В настоящее время у меня есть одна роль IAM с прикрепленной к ней политикой следующим образом:
data aws_iam_policy_document bucket_access {
statement {
actions = [
"s3:AbortMultipartUpload",
"s3:CreateMultipartUpload",
"s3:GetBucketAcl",
"s3:GetBucketLocation",
"s3:GetObject",
"s3:GetObjectAcl",
"s3:ListBucketMultipartUploads",
"s3:PutObject",
"s3:PutObjectAcl",
]
resources = [
"arn:aws:s3:::bucket.domain.net/*",
]
}
statement {
actions = [
"s3:CreateMultipartUpload",
"s3:GetBucketLocation",
"s3:ListBucket",
"s3:ListBucketMultipartUploads",
"s3:ListMultipartUploadParts",
]
resources = [
"arn:aws:s3:::bucket.domain.net",
]
}
}
resource aws_iam_policy bucket_access {
description = "Allow instances to write and delete in S3 bucket."
name_prefix = "bucket_access-"
policy = "${data.aws_iam_policy_document.bucket_access.json}"
}
resource aws_iam_role_policy_attachment gitlab_runner_bucket_access {
role = "${aws_iam_role.gitlab_runner.name}"
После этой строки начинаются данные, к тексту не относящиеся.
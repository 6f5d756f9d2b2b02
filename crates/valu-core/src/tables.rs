//! Process-local static reference data: the Damodaran-style industry
//! dataset, sector WACC floors, and country risk premia (§4.3, §9 "Static
//! tables"). These are deliberately plain const slices rather than a
//! generated map — the table is small, read-only, and versioned with the
//! engine's own releases per spec §9.

/// Per-sector Damodaran-style reference figures: unlevered beta, composite
/// tax rate, and industry-average WACC. Figures are illustrative snapshots,
/// not live market data.
#[derive(Debug, Clone, Copy)]
pub struct IndustryRow {
    pub sector: &'static str,
    pub unlevered_beta: f64,
    pub tax_rate: f64,
    pub industry_wacc: f64,
}

pub const DAMODARAN_INDUSTRY: &[IndustryRow] = &[
    IndustryRow { sector: "Technology", unlevered_beta: 1.15, tax_rate: 0.21, industry_wacc: 0.0950 },
    IndustryRow { sector: "Healthcare", unlevered_beta: 0.90, tax_rate: 0.21, industry_wacc: 0.0780 },
    IndustryRow { sector: "Consumer Defensive", unlevered_beta: 0.65, tax_rate: 0.23, industry_wacc: 0.0680 },
    IndustryRow { sector: "Consumer Cyclical", unlevered_beta: 1.05, tax_rate: 0.23, industry_wacc: 0.0870 },
    IndustryRow { sector: "Energy", unlevered_beta: 1.10, tax_rate: 0.25, industry_wacc: 0.0820 },
    IndustryRow { sector: "Industrials", unlevered_beta: 1.00, tax_rate: 0.24, industry_wacc: 0.0800 },
    IndustryRow { sector: "Utilities", unlevered_beta: 0.45, tax_rate: 0.22, industry_wacc: 0.0580 },
    IndustryRow { sector: "Financial Services", unlevered_beta: 0.80, tax_rate: 0.24, industry_wacc: 0.0599 },
    IndustryRow { sector: "Real Estate", unlevered_beta: 0.70, tax_rate: 0.21, industry_wacc: 0.0650 },
    IndustryRow { sector: "Basic Materials", unlevered_beta: 1.05, tax_rate: 0.25, industry_wacc: 0.0860 },
    IndustryRow { sector: "Communication Services", unlevered_beta: 0.95, tax_rate: 0.22, industry_wacc: 0.0840 },
];

/// Fallback row used when a sector has no entry in `DAMODARAN_INDUSTRY`.
pub const DEFAULT_INDUSTRY: IndustryRow = IndustryRow {
    sector: "Default",
    unlevered_beta: 1.0,
    tax_rate: 0.21,
    industry_wacc: 0.0750,
};

/// Look up a sector's Damodaran row, falling back to `DEFAULT_INDUSTRY`.
#[must_use]
pub fn industry_row(sector: &str) -> IndustryRow {
    DAMODARAN_INDUSTRY
        .iter()
        .find(|row| row.sector.eq_ignore_ascii_case(sector))
        .copied()
        .unwrap_or(DEFAULT_INDUSTRY)
}

/// Sector-specific WACC lower bounds (§4.3 "Sector floors").
pub const SECTOR_WACC_FLOORS: &[(&str, f64)] = &[
    ("Technology", 0.075),
    ("Healthcare", 0.065),
    ("Consumer Defensive", 0.060),
];

/// Default floor applied when a sector is not listed explicitly.
pub const DEFAULT_WACC_FLOOR: f64 = 0.065;

/// Look up the WACC floor for a sector.
#[must_use]
pub fn sector_wacc_floor(sector: &str) -> f64 {
    SECTOR_WACC_FLOORS
        .iter()
        .find(|(name, _)| name.eq_ignore_ascii_case(sector))
        .map(|(_, floor)| *floor)
        .unwrap_or(DEFAULT_WACC_FLOOR)
}

/// Country risk premia added to cost of equity (§4.3 `CRP`). Mature markets
/// carry a premium of zero.
pub const COUNTRY_RISK_PREMIA: &[(&str, f64)] = &[
    ("USA", 0.0),
    ("CAN", 0.0),
    ("GBR", 0.0),
    ("DEU", 0.0),
    ("FRA", 0.0),
    ("JPN", 0.0),
    ("AUS", 0.0),
    ("CHN", 0.0095),
    ("IND", 0.0215),
    ("BRA", 0.0290),
    ("IDN", 0.0220),
    ("MEX", 0.0195),
    ("ZAF", 0.0330),
    ("TUR", 0.0520),
    ("ARG", 0.1280),
];

/// Look up the country risk premium, defaulting to 0 for unlisted (assumed
/// mature) markets.
#[must_use]
pub fn country_risk_premium(country_code: &str) -> f64 {
    COUNTRY_RISK_PREMIA
        .iter()
        .find(|(code, _)| code.eq_ignore_ascii_case(country_code))
        .map(|(_, premium)| *premium)
        .unwrap_or(0.0)
}

/// Static default risk-free rate used when dynamic mode is off or the
/// Treasury probe is unavailable (§4.3).
pub const DEFAULT_RISK_FREE_RATE: f64 = 0.0445;

/// Configured constant market risk premium (§4.3).
pub const DEFAULT_MARKET_RISK_PREMIUM: f64 = 0.0447;
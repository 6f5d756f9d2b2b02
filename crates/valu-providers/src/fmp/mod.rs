//! Financial Modeling Prep provider adapter.

mod client;

pub use client::FmpAdapter;
//! Alpha Vantage provider adapter.

mod client;

pub use client::AlphaVantageAdapter;
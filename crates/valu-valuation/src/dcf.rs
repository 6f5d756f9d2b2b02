//! Two-stage Discounted Cash Flow valuation (§4.5.1).

use valu_core::{GrowthPlan, Recommendation, ValuationMethod, ValuationResult};

/// Inputs to a two-stage DCF run.
#[derive(Debug, Clone)]
pub struct DcfInput<'a> {
    pub growth: &'a GrowthPlan,
    pub wacc: f64,
    pub net_debt: f64,
    pub shares_outstanding: f64,
    pub current_price: f64,
}

/// Run the two-stage DCF: explicit-horizon FCF projected at the per-year
/// growth rates, a Gordon-growth terminal value off the final explicit-year
/// FCF, both discounted at WACC.
#[must_use]
pub fn dcf_valuation(input: &DcfInput<'_>) -> ValuationResult {
    let mut warnings = Vec::new();
    let growth = input.growth;

    let mut fcf = growth.base_fcf;
    let mut pv_fcf = Vec::with_capacity(growth.per_year_growth.len());
    for (year_index, rate) in growth.per_year_growth.iter().enumerate() {
        fcf *= 1.0 + rate;
        let discount = (1.0 + input.wacc).powi(year_index as i32 + 1);
        pv_fcf.push(fcf / discount);
    }

    let horizon = growth.per_year_growth.len();
    let spread = input.wacc - growth.terminal_growth;
    let terminal_value = if spread > 0.0 {
        fcf * (1.0 + growth.terminal_growth) / spread
    } else {
        warnings.push("WACC - terminal growth spread is non-positive; terminal value undefined, floored to zero".into());
        0.0
    };
    let pv_terminal_value = terminal_value / (1.0 + input.wacc).powi(horizon as i32);

    if growth.spread_adjusted {
        warnings.push("terminal growth was capped by the WACC - g >= 4pp spread guard".into());
    }

    let enterprise_value = pv_fcf.iter().sum::<f64>() + pv_terminal_value;
    let equity_value = enterprise_value - input.net_debt;
    let fair_value_per_share = if input.shares_outstanding > 0.0 {
        equity_value / input.shares_outstanding
    } else {
        0.0
    };

    let upside_pct = if input.current_price > 0.0 {
        (fair_value_per_share - input.current_price) / input.current_price
    } else {
        0.0
    };
    let recommendation = Recommendation::from_upside(upside_pct);

    ValuationResult {
        method: ValuationMethod::Dcf,
        enterprise_value,
        equity_value,
        fair_value_per_share,
        pv_fcf,
        pv_terminal_value,
        upside_pct,
        recommendation,
        warnings,
    }
}
use std::process;

use clap::{Parser, Subcommand};
use colored::Colorize;
use tabled::{builder::Builder, Table};
use tracing_subscriber::{layer::SubscriberExt, util::SubscriberInitExt};

use valu_core::{AggregatorStrategy, BankMethod, DdmVariant};
use valu_engine::{Config, Overrides, ValuationOutcome};
use valu_providers::{Aggregator, AlphaVantageAdapter, FmpAdapter, YahooAdapter};

/// Equity valuation engine: CAPM/WACC, DCF/DDM/RIM/relative-multiples,
/// bank hybrid composite, scenario and sensitivity analysis.
#[derive(Parser)]
#[command(name = "valu", version, about = "Multi-method equity valuation engine")]
struct Cli {
    #[command(subcommand)]
    command: Commands,

    /// Emit raw JSON instead of a table
    #[arg(long, global = true)]
    json: bool,
}

#[derive(Subcommand)]
enum Commands {
    /// Run a full fair-value estimate for a ticker
    Value {
        ticker: String,

        /// Emit a pessimistic/base/optimistic scenario bundle instead of a
        /// single fair-value run
        #[arg(long)]
        scenario: bool,

        /// Aggregation strategy across providers
        #[arg(long, value_enum, default_value = "first-available")]
        strategy: StrategyArg,

        /// DDM variant used for financial-services names
        #[arg(long, value_enum, default_value = "gordon")]
        ddm_variant: DdmVariantArg,

        /// Bank valuation method used for financial-services names
        #[arg(long, value_enum, default_value = "hybrid")]
        bank_method: BankMethodArg,

        /// Override WACC instead of deriving it from fundamentals
        #[arg(long)]
        wacc: Option<f64>,

        /// Override the terminal growth rate
        #[arg(long)]
        terminal_growth: Option<f64>,
    },

    /// Compute WACC / cost of equity for a ticker
    Wacc {
        ticker: String,

        #[arg(long, value_enum, default_value = "first-available")]
        strategy: StrategyArg,
    },

    /// Run a 2-D WACC x terminal-growth sensitivity grid
    Sensitivity {
        ticker: String,

        /// Comma-separated WACC values, e.g. "0.06,0.08,0.10"
        #[arg(long, value_delimiter = ',')]
        wacc_grid: Vec<f64>,

        /// Comma-separated terminal-growth values, e.g. "0.02,0.03,0.04"
        #[arg(long, value_delimiter = ',')]
        growth_grid: Vec<f64>,

        #[arg(long, value_enum, default_value = "first-available")]
        strategy: StrategyArg,
    },
}

#[derive(Debug, Clone, clap::ValueEnum)]
enum StrategyArg {
    FirstAvailable,
    BestQuality,
    Merge,
}

impl From<StrategyArg> for AggregatorStrategy {
    fn from(value: StrategyArg) -> Self {
        match value {
            StrategyArg::FirstAvailable => AggregatorStrategy::FirstAvailable,
            StrategyArg::BestQuality => AggregatorStrategy::BestQuality,
            StrategyArg::Merge => AggregatorStrategy::Merge,
        }
    }
}

#[derive(Debug, Clone, clap::ValueEnum)]
enum DdmVariantArg {
    Gordon,
    TwoStage,
    HModel,
}

impl From<DdmVariantArg> for DdmVariant {
    fn from(value: DdmVariantArg) -> Self {
        match value {
            DdmVariantArg::Gordon => DdmVariant::Gordon,
            DdmVariantArg::TwoStage => DdmVariant::TwoStage,
            DdmVariantArg::HModel => DdmVariant::HModel,
        }
    }
}

#[derive(Debug, Clone, clap::ValueEnum)]
enum BankMethodArg {
    Rim,
    PbRoe,
    Ddm,
    Hybrid,
}

impl From<BankMethodArg> for BankMethod {
    fn from(value: BankMethodArg) -> Self {
        match value {
            BankMethodArg::Rim => BankMethod::Rim,
            BankMethodArg::PbRoe => BankMethod::PbRoe,
            BankMethodArg::Ddm => BankMethod::Ddm,
            BankMethodArg::Hybrid => BankMethod::Hybrid,
        }
    }
}

fn build_aggregator(config: &Config) -> Aggregator {
    let mut adapters: Vec<Box<dyn valu_providers::ProviderAdapter>> =
        vec![Box::new(YahooAdapter::new())];
    if let Some(key) = &config.alpha_vantage_api_key {
        adapters.push(Box::new(AlphaVantageAdapter::new(key.clone())));
    }
    if let Some(key) = &config.fmp_api_key {
        adapters.push(Box::new(FmpAdapter::new(key.clone())));
    }
    Aggregator::new(adapters)
        .with_fan_out(config.aggregator_fan_out)
        .with_adapter_timeout(config.adapter_timeout)
}

#[tokio::main]
async fn main() {
    tracing_subscriber::registry()
        .with(
            tracing_subscriber::EnvFilter::try_from_default_env()
                .unwrap_or_else(|_| "valu_engine=info,valu_providers=info".into()),
        )
        .with(tracing_subscriber::fmt::layer())
        .init();

    let cli = Cli::parse();
    let config = Config::from_env();

    let result = run(cli.command, &config).await;
    match result {
        Ok(value) => {
            if cli.json {
                println!("{}", serde_json::to_string_pretty(&value).unwrap());
            } else {
                print_table(&value);
            }
        }
        Err(err) => {
            eprintln!("{}: {}", "error".red().bold(), err);
            process::exit(1);
        }
    }
}

async fn run(command: Commands, config: &Config) -> Result<serde_json::Value, anyhow::Error> {
    match command {
        Commands::Value {
            ticker,
            scenario,
            strategy,
            ddm_variant,
            bank_method,
            wacc,
            terminal_growth,
        } => {
            let aggregator = build_aggregator(config);
            let overrides = Overrides {
                strategy: strategy.into(),
                ddm_variant: ddm_variant.into(),
                bank_method: bank_method.into(),
                wacc_override: wacc,
                terminal_growth_override: terminal_growth,
                ..Overrides::default()
            };
            let outcome =
                valu_engine::value_equity(&ticker, &aggregator, &overrides, config, scenario)
                    .await?;
            let value = match outcome {
                ValuationOutcome::Single(result) => serde_json::to_value(result)?,
                ValuationOutcome::Scenario(bundle) => serde_json::to_value(bundle)?,
            };
            Ok(value)
        }
        Commands::Wacc { ticker, strategy } => {
            let aggregator = build_aggregator(config);
            let overrides = Overrides {
                strategy: strategy.into(),
                ..Overrides::default()
            };
            let (data, _score) = aggregator
                .fetch(&ticker, overrides.horizon_years as u32, overrides.strategy)
                .await?;
            let result = valu_engine::compute_wacc(&data, &overrides, config).await;
            Ok(serde_json::to_value(result)?)
        }
        Commands::Sensitivity {
            ticker,
            wacc_grid,
            growth_grid,
            strategy,
        } => {
            if wacc_grid.is_empty() || growth_grid.is_empty() {
                return Err(anyhow::anyhow!(
                    "--wacc-grid and --growth-grid must each list at least one value"
                ));
            }
            let aggregator = build_aggregator(config);
            let overrides = Overrides {
                strategy: strategy.into(),
                ..Overrides::default()
            };
            let (data, _score) = aggregator
                .fetch(&ticker, overrides.horizon_years as u32, overrides.strategy)
                .await?;
            let matrix =
                valu_engine::sensitivity(&data, &wacc_grid, &growth_grid, &overrides, config).await?;
            Ok(serde_json::json!({
                "wacc_grid": wacc_grid,
                "growth_grid": growth_grid,
                "upside_matrix": matrix,
            }))
        }
    }
}

fn print_table(value: &serde_json::Value) {
    match value {
        serde_json::Value::Object(map) => {
            let mut builder = Builder::default();
            builder.push_record(["Field", "Value"]);
            for (key, val) in map {
                builder.push_record([key.as_str(), &format_value(val)]);
            }
            println!("{}", Table::from(builder));
        }
        other => println!("{other}"),
    }
}

fn format_value(value: &serde_json::Value) -> String {
    match value {
        serde_json::Value::String(s) => s.clone(),
        serde_json::Value::Array(_) | serde_json::Value::Object(_) => {
            serde_json::to_string_pretty(value).unwrap_or_default()
        }
        other => other.to_string(),
    }
}
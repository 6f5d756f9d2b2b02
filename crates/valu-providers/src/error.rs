//! Provider-adapter error types (§4.1).

use thiserror::Error;

#[derive(Debug, Error)]
pub enum DataSourceError {
    #[error("ticker not found: {0}")]
    NotFound(String),

    #[error("rate limited by upstream provider")]
    RateLimit,

    #[error("network error: {0}")]
    Network(#[from] reqwest::Error),

    #[error("upstream schema mismatch: {0}")]
    SchemaMismatch(String),

    #[error("json parsing failed: {0}")]
    Json(#[from] serde_json::Error),

    #[error("provider misconfigured: {0}")]
    Configuration(String),
}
policy_arn = "${aws_iam_policy.bucket_access.arn}"
}
Теперь я хочу иметь вторую политику, которая позволит пользователю IAM удалять объекты в другом сегменте. Я добавил в тот же файл следующее:
data aws_iam_policy_document bucket_access_with_delete {
statement {
actions = [
"s3:AbortMultipartUpload",
"s3:CreateMultipartUpload",
"s3:GetBucketAcl",
"s3:GetBucketLocation",
"s3:GetObject",
"s3:GetObjectAcl",
"s3:ListBucketMultipartUploads",
"s3:PutObject",
"s3:PutObjectAcl",
"s3:DeleteObject",
]
resources = [
"arn:aws:s3:::bucket2.domain.net/*",
]
}
statement {
actions = [
"s3:CreateMultipartUpload",
"s3:GetBucketLocation",
"s3:ListBucket",
"s3:ListBucketMultipartUploads",
"s3:ListMultipartUploadParts",
]
resources = [
"arn:aws:s3:::bucket2.domain.net",
]
}
}
resource aws_iam_policy bucket_access_with_delete {
description = "Allow instances to write and delete in S3 bucket."
name_prefix = "bucket_access_with_delete-"
policy = "${data.aws_iam_policy_document.bucket_access_with_delete.json}"
}
resource aws_iam_role_policy_attachment gitlab_runner_bucket_access_width_delete {
role = "${aws_iam_role.gitlab_runner.name}"
policy_arn = "${aws_iam_policy.bucket_access_with_delete.arn}"
}
Практически то же самое, но я изменил следующее:
1) Добавил действие "s3: DeleteObject" 2) Поменял ведро на bucket2.domain.net 3) Поменял имена названий политики и arn на _with_delete
Когда в файле есть только первый, он работает нормально. Когда я добавляю свой, он не проходит автоматические проверки, и я действительно не знаю почему. У меня нет доступа к фактической отладочной информации, поскольку она удалена, но можно ли добавить вторую политику в Terraform?